A pair of Toronto Blue Jays hats and gloves sit on the dugout bench prior to Game 5 of baseball's World Series against the Los Angeles Dodgers, Wednesday, Oct. 29, 2025, in Los Angeles. (AP Photo/Ashley Landis)
A pair of Toronto Blue Jays hats and gloves sit on the dugout bench prior to Game 5 of baseball's World Series against the Los Angeles Dodgers, Wednesday, Oct. 29, 2025, in Los Angeles. (AP Photo/Ashley Landis)

“I’m built on Halloween, and my husband is built on sports. So this day is like a mega-amalgamation of him versus me, pretty much,” she quipped. 

MacPhee is among the Torontonians trying to squeeze the matchup between the Jays and the Los Angeles Dodgers into a night already packed with Halloween festivities, from parties to trick-or-treating. 

For MacPhee, that means taking her three kids out from 6 p.m. to 7 p.m., handing out candy from 7 until 8, and then driving to the bar, which she said takes roughly 45 minutes with traffic. After the game, they’ll move back into scheduled spooky programming. 

She just hopes it isn’t another six-and-a-half-hour 18-inning nail-biter.

“The whole day is going to be chaos from top to bottom,” she said.

While MacPhee is carving out a Game 6-sized slot in her schedule, some party planners are taking a subtler approach.

YouTubers The Sorry Girls, who this year are opening up their annual Halloween bash to the public to celebrate the 15th anniversary of their DIY decorating channel, opted to rent a TV to show the game in a quieter room of the venue where the event is being held.

“We had a TV on hold since the Jays entered the World Series. And yesterday I called our event organizer and I was like, ‘Yep, this is happening,'” said producer Nina Pikula. “We want to stream it. We want this to be a part of it because it’s so joyous to us that such a huge milestone for the Jays and for our city coincides with our milestone.”

They’ll have the game on in the “DIY Den,” a room upstairs at the Jarvis Mansion, where guests can make a bracelet or decorate a candle away from the dancing and costume contest.

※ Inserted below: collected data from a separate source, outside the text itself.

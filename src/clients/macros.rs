/// Generates the id-based read and remove methods shared by every resource client.
#[macro_export]
macro_rules! impl_client_methods {
    ($client_name:ident, $entity:ty, $error:ty, $entity_name_snake:ident) => {
        paste::paste! {
            impl $client_name {
                #[tracing::instrument(skip(self))]
                pub async fn [<find_ $entity_name_snake>](&self, id: String) -> Result<$entity, $error> {
                    tracing::debug!("Sending request");
                    self.inner.get(id).await.map_err(<$error>::from)
                }

                /// All-or-nothing: fails with the first id that does not resolve.
                #[tracing::instrument(skip(self), fields(count = ids.len()))]
                pub async fn [<find_ $entity_name_snake s>](&self, ids: Vec<String>) -> Result<Vec<$entity>, $error> {
                    tracing::debug!("Sending request");
                    self.inner.get_many(ids).await.map_err(<$error>::from)
                }

                #[tracing::instrument(skip(self))]
                pub async fn [<remove_ $entity_name_snake>](&self, id: String) -> Result<$entity, $error> {
                    tracing::debug!("Sending request");
                    self.inner.delete(id).await.map_err(<$error>::from)
                }
            }
        }
    };
}

#[macro_export]
macro_rules! impl_client_new {
    ($client_name:ident, $entity:ty) => {
        impl $client_name {
            pub fn new(inner: $crate::actor_framework::ResourceClient<$entity>) -> Self {
                Self { inner }
            }
        }
    };
}

#[macro_export]
macro_rules! impl_basic_client {
    ($client_name:ident, $entity:ty, $error:ty, $entity_name_snake:ident) => {
        $crate::impl_client_new!($client_name, $entity);
        $crate::impl_client_methods!($client_name, $entity, $error, $entity_name_snake);
    };
}
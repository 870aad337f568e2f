use crate::actor_framework::Entity;
use crate::domain::{CreateUserInput, User, UserPatch};

impl Entity for User {
    type Id = String;
    type CreateParams = CreateUserInput;
    type Patch = UserPatch;

    fn id(&self) -> &String {
        &self.user_id
    }

    /// Creates a new User from creation parameters.
    ///
    /// # Arguments
    /// * `id` - Directory-assigned unique identifier
    /// * `params` - Email and age; new users always start unsubscribed
    fn from_create_params(id: String, params: CreateUserInput) -> Self {
        Self {
            user_id: id,
            email: params.email,
            age: params.age,
            is_subscribed: false,
        }
    }

    /// Applies the fields present in the patch.
    ///
    /// # Fields Updated
    /// - `age`: User's age
    /// - `is_subscribed`: Subscription flag
    fn on_update(&mut self, patch: UserPatch) {
        if let Some(age) = patch.age {
            self.age = age;
        }
        if let Some(is_subscribed) = patch.is_subscribed {
            self.is_subscribed = is_subscribed;
        }
    }
}
//! # Mock Framework
//!
//! Utilities for testing clients in isolation.
//!
//! Use [`create_mock_client`] to get a client and a receiver.
//! Then use helpers like [`expect_create`] or [`expect_update`] to assert behavior.

use crate::actor_framework::{Entity, ResourceClient, ResourceRequest, Response};
use tokio::sync::mpsc;

/// Creates a mock client and a receiver for asserting requests.
///
/// The client sends to a channel the test controls instead of a running
/// `ResourceActor`, so the test plays the actor's part: it inspects each
/// request and scripts the reply (success, failure, or a dropped responder).
pub fn create_mock_client<T: Entity>(
    buffer_size: usize,
) -> (ResourceClient<T>, mpsc::Receiver<ResourceRequest<T>>) {
    let (sender, receiver) = mpsc::channel(buffer_size);
    (ResourceClient::new(sender), receiver)
}

/// Helper to verify that the next message is a Create request
pub async fn expect_create<T: Entity>(
    receiver: &mut mpsc::Receiver<ResourceRequest<T>>,
) -> Option<(T::CreateParams, Response<T>)> {
    match receiver.recv().await {
        Some(ResourceRequest::Create { params, respond_to }) => Some((params, respond_to)),
        _ => None,
    }
}

/// Helper to verify that the next message is a Get request
pub async fn expect_get<T: Entity>(
    receiver: &mut mpsc::Receiver<ResourceRequest<T>>,
) -> Option<(T::Id, Response<T>)> {
    match receiver.recv().await {
        Some(ResourceRequest::Get { id, respond_to }) => Some((id, respond_to)),
        _ => None,
    }
}

/// Helper to verify that the next message is a GetMany request
pub async fn expect_get_many<T: Entity>(
    receiver: &mut mpsc::Receiver<ResourceRequest<T>>,
) -> Option<(Vec<T::Id>, Response<Vec<T>>)> {
    match receiver.recv().await {
        Some(ResourceRequest::GetMany { ids, respond_to }) => Some((ids, respond_to)),
        _ => None,
    }
}

/// Helper to verify that the next message is an Update request
pub async fn expect_update<T: Entity>(
    receiver: &mut mpsc::Receiver<ResourceRequest<T>>,
) -> Option<(T::Id, T::Patch, Response<T>)> {
    match receiver.recv().await {
        Some(ResourceRequest::Update { id, patch, respond_to }) => Some((id, patch, respond_to)),
        _ => None,
    }
}

/// Helper to verify that the next message is a Delete request
pub async fn expect_delete<T: Entity>(
    receiver: &mut mpsc::Receiver<ResourceRequest<T>>,
) -> Option<(T::Id, Response<T>)> {
    match receiver.recv().await {
        Some(ResourceRequest::Delete { id, respond_to }) => Some((id, respond_to)),
        _ => None,
    }
}

#[cfg(test)]
mod tests {
    use super::*;
    use crate::domain::{CreateUserInput, User};

    #[tokio::test]
    async fn test_mock_client() {
        let (client, mut receiver) = create_mock_client::<User>(10);

        let create_task = tokio::spawn(async move {
            client
                .create(CreateUserInput::new("test@example.com", 21))
                .await
        });

        let (params, responder) = expect_create(&mut receiver)
            .await
            .expect("Expected Create request");
        assert_eq!(params.email, "test@example.com");
        let user = User {
            user_id: "user_1".to_string(),
            email: params.email,
            age: params.age,
            is_subscribed: false,
        };
        responder.send(Ok(user.clone())).unwrap();

        assert_eq!(create_task.await.unwrap(), Ok(user));
    }

    #[tokio::test]
    async fn test_expect_get_rejects_other_requests() {
        let (client, mut receiver) = create_mock_client::<User>(10);

        tokio::spawn(async move { client.delete("user_1".into()).await });

        assert!(expect_get(&mut receiver).await.is_none());
    }
}
use std::num::NonZeroUsize;

use clap::Parser;

/// Runtime settings for the directory process.
#[derive(Debug, Clone, Parser)]
#[command(name = "user_directory", about = "In-memory user directory served as JSON lines")]
pub struct DirectoryConfig {
    /// Capacity of the user actor's request channel
    #[arg(long, env = "USER_DIRECTORY_BUFFER_SIZE", default_value = "32")]
    pub buffer_size: NonZeroUsize,

    /// Longest accepted request line in bytes
    #[arg(long, env = "USER_DIRECTORY_MAX_LINE_LENGTH", default_value = "65536")]
    pub max_line_length: NonZeroUsize,

    /// Tracing filter used when RUST_LOG is not set
    #[arg(long, env = "USER_DIRECTORY_LOG", default_value = "info")]
    pub log_filter: String,
}

impl Default for DirectoryConfig {
    fn default() -> Self {
        Self {
            buffer_size: NonZeroUsize::new(32).unwrap_or(NonZeroUsize::MIN),
            max_line_length: NonZeroUsize::new(65536).unwrap_or(NonZeroUsize::MIN),
            log_filter: "info".to_string(),
        }
    }
}
#[macro_use]
mod macros;
mod user_client;

pub use user_client::UserClient;
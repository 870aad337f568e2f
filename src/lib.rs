//! # User Directory
//!
//! An in-memory user directory built on a single resource actor.
//!
//! - **Domain types** - [`domain::User`] and its operation inputs
//! - **Actor framework** - [`actor_framework::ResourceActor`] owns the records and
//!   handles one request at a time; [`actor_framework::ResourceClient`] is the handle
//! - **Client** - [`clients::UserClient`] maps framework errors into [`user_actor::UserError`]
//! - **Resolver** - [`resolver::Resolver`] serves named JSON operations
//! - **System** - [`app_system::UserSystem`] wires it together; [`app_system::setup_tracing`]
//!   configures logging
//!
//! ```no_run
//! # async fn demo() -> Result<(), Box<dyn std::error::Error>> {
//! use user_directory::app_system::{DirectoryConfig, UserSystem};
//! use user_directory::domain::CreateUserInput;
//!
//! let system = UserSystem::new(&DirectoryConfig::default());
//! let user = system
//!     .user_client
//!     .create_user(CreateUserInput::new("alice@example.com", 30))
//!     .await?;
//! assert!(!user.is_subscribed);
//! system.shutdown().await?;
//! # Ok(())
//! # }
//! ```

pub mod actor_framework;
pub mod app_system;
pub mod clients;
pub mod domain;
pub mod resolver;
pub mod user_actor;

#[cfg(test)]
mod mock_framework;
use thiserror::Error;

#[derive(Debug, Error)]
pub enum SystemError {
    #[error("Actor task failed: {0}")]
    ActorTaskFailed(#[from] tokio::task::JoinError),
}
use tracing::{error, info};
use uuid::Uuid;
use crate::actor_framework::ResourceActor;
use crate::app_system::{DirectoryConfig, SystemError};
use crate::clients::UserClient;
use crate::domain::User;

/// Starts the user actor and hands out the client used to reach it.
pub struct UserSystem {
    pub user_client: UserClient,
    handles: Vec<tokio::task::JoinHandle<()>>,
}

impl UserSystem {
    pub fn new(config: &DirectoryConfig) -> Self {
        info!(buffer_size = config.buffer_size.get(), "Starting user system");
        let next_user_id = || Uuid::new_v4().to_string();

        let (user_actor, user_resource_client) =
            ResourceActor::<User>::new(config.buffer_size.get(), next_user_id);
        let user_client = UserClient::new(user_resource_client);
        let user_handle = tokio::spawn(user_actor.run());

        Self {
            user_client,
            handles: vec![user_handle],
        }
    }

    /// Drops the system's client and waits for the actor to drain.
    ///
    /// The actor only stops once every clone of `user_client` is gone, so
    /// callers must drop their own clones first.
    pub async fn shutdown(self) -> Result<(), SystemError> {
        info!("Shutting down system...");
        drop(self.user_client);

        for handle in self.handles {
            if let Err(e) = handle.await {
                error!(error = %e, "Actor task failed");
                return Err(e.into());
            }
        }

        info!("System shutdown complete.");
        Ok(())
    }
}
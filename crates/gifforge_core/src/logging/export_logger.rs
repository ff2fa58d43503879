//! Per-export logger with file and callback output.
//!
//! Each export task gets its own logger. Every line goes to a dedicated
//! log file and, when a callback is attached, to the consumer of the
//! task's log events. Raw tool output is kept in a bounded tail buffer
//! so the last lines before a failure can be replayed.

use std::collections::VecDeque;
use std::fs::{self, File};
use std::io::{BufWriter, Write};
use std::path::{Path, PathBuf};

use chrono::Local;
use parking_lot::Mutex;

use super::types::{LogCallback, LogConfig, LogLevel, MessagePrefix};

struct LoggerState {
    writer: Option<BufWriter<File>>,
    tail: VecDeque<String>,
    last_progress: u32,
}

/// Per-export logger with dual output (file + callback).
pub struct ExportLogger {
    export_name: String,
    log_path: PathBuf,
    config: LogConfig,
    callback: Option<LogCallback>,
    state: Mutex<LoggerState>,
}

impl ExportLogger {
    /// Create a logger writing to `<log_dir>/<export_name>.log`.
    pub fn new(
        export_name: impl Into<String>,
        log_dir: impl AsRef<Path>,
        config: LogConfig,
        callback: Option<LogCallback>,
    ) -> std::io::Result<Self> {
        let export_name = export_name.into();
        let log_dir = log_dir.as_ref();
        fs::create_dir_all(log_dir)?;

        let log_path = log_dir.join(format!("{}.log", sanitize_filename(&export_name)));
        let writer = BufWriter::new(File::create(&log_path)?);

        Ok(Self {
            export_name,
            log_path,
            config,
            callback,
            state: Mutex::new(LoggerState {
                writer: Some(writer),
                tail: VecDeque::with_capacity(64),
                last_progress: 0,
            }),
        })
    }

    /// Name of the export this logger belongs to.
    pub fn export_name(&self) -> &str {
        &self.export_name
    }

    /// Path of the log file.
    pub fn log_path(&self) -> &Path {
        &self.log_path
    }

    /// Log a message at the specified level.
    pub fn log(&self, level: LogLevel, message: &str) {
        if level < self.config.level {
            return;
        }
        self.output(&self.format_message(message));
    }

    pub fn debug(&self, message: &str) {
        self.log(LogLevel::Debug, message);
    }

    pub fn info(&self, message: &str) {
        self.log(LogLevel::Info, message);
    }

    pub fn warn(&self, message: &str) {
        self.log(LogLevel::Warn, &MessagePrefix::Warning.format(message));
    }

    pub fn error(&self, message: &str) {
        self.log(LogLevel::Error, &MessagePrefix::Error.format(message));
    }

    /// Log an external command about to be executed.
    pub fn command(&self, command: &str) {
        self.log(LogLevel::Info, &MessagePrefix::Command.format(command));
    }

    /// Log a stage marker.
    pub fn phase(&self, name: &str) {
        self.log(LogLevel::Info, &MessagePrefix::Phase.format(name));
    }

    pub fn success(&self, message: &str) {
        self.log(LogLevel::Info, &MessagePrefix::Success.format(message));
    }

    /// Log a progress update; filtered to step multiples in compact mode.
    ///
    /// Returns whether the update was logged.
    pub fn progress(&self, percent: u32) -> bool {
        if self.config.compact {
            let mut state = self.state.lock();
            let step = self.config.progress_step.max(1);
            let current_step = (percent / step) * step;
            let last_step = (state.last_progress / step) * step;
            if current_step <= last_step && percent < 100 {
                return false;
            }
            state.last_progress = percent;
        }
        self.log(LogLevel::Info, &format!("Progress: {}%", percent));
        true
    }

    /// Forward one line of raw tool output.
    ///
    /// The line always lands in the tail buffer; in compact mode it is
    /// not written out immediately.
    pub fn output_line(&self, line: &str) {
        {
            let mut state = self.state.lock();
            if state.tail.len() >= self.config.error_tail {
                state.tail.pop_front();
            }
            state.tail.push_back(line.to_string());
        }

        if self.config.compact {
            return;
        }
        self.output(&self.format_message(line));
    }

    /// Replay the tail buffer, typically after a failure.
    pub fn show_tail(&self, header: &str) {
        let lines = self.tail();
        if lines.is_empty() {
            return;
        }
        self.output(&self.format_message(&format!("[{}/tail]", header)));
        for line in &lines {
            self.output(&self.format_message(line));
        }
    }

    /// Current tail buffer contents.
    pub fn tail(&self) -> Vec<String> {
        self.state.lock().tail.iter().cloned().collect()
    }

    /// Flush the log file.
    pub fn flush(&self) {
        if let Some(writer) = self.state.lock().writer.as_mut() {
            let _ = writer.flush();
        }
    }

    fn format_message(&self, message: &str) -> String {
        if self.config.show_timestamps {
            format!("[{}] {}", Local::now().format("%H:%M:%S"), message)
        } else {
            message.to_string()
        }
    }

    fn output(&self, formatted: &str) {
        if let Some(writer) = self.state.lock().writer.as_mut() {
            let _ = writeln!(writer, "{}", formatted);
        }
        if let Some(callback) = &self.callback {
            callback(formatted);
        }
    }
}

impl Drop for ExportLogger {
    fn drop(&mut self) {
        self.flush();
        self.state.lock().writer = None;
    }
}

/// Replace filesystem-hostile characters in an export name.
fn sanitize_filename(name: &str) -> String {
    name.chars()
        .map(|c| match c {
            '/' | '\\' | ':' | '*' | '?' | '"' | '<' | '>' | '|' => '_',
            _ => c,
        })
        .collect()
}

Despite the tight timeline, some planners have built entire events around the convergence of the holiday and the World Series.

That’s the case for Club Crawlers organizer Prit Vyas, who swiftly set up Boo Jays Halloween Night, a Jays-gear-mandatory party at The Pint House in downtown Toronto, not far from the Rogers Centre. 

He first posted about the game on Tuesday night, before the end of Game 3 when it wasn’t yet clear whether the series would advance to a sixth game.

“We sold about like 10 or 15 tickets before they even won the game. And then once they won officially and we knew that it was going to go to Game 6, then the tickets just started coming in,” he said.

The event swiftly sold out, and he’s anticipating the bar, which has a 350-person capacity, will be packed.

He’ll also be commuting in to the event after trick-or-treating with his kids in the suburbs, but he suggests others leave a little earlier. 

“Halloween’s already crazy as it is,” he said.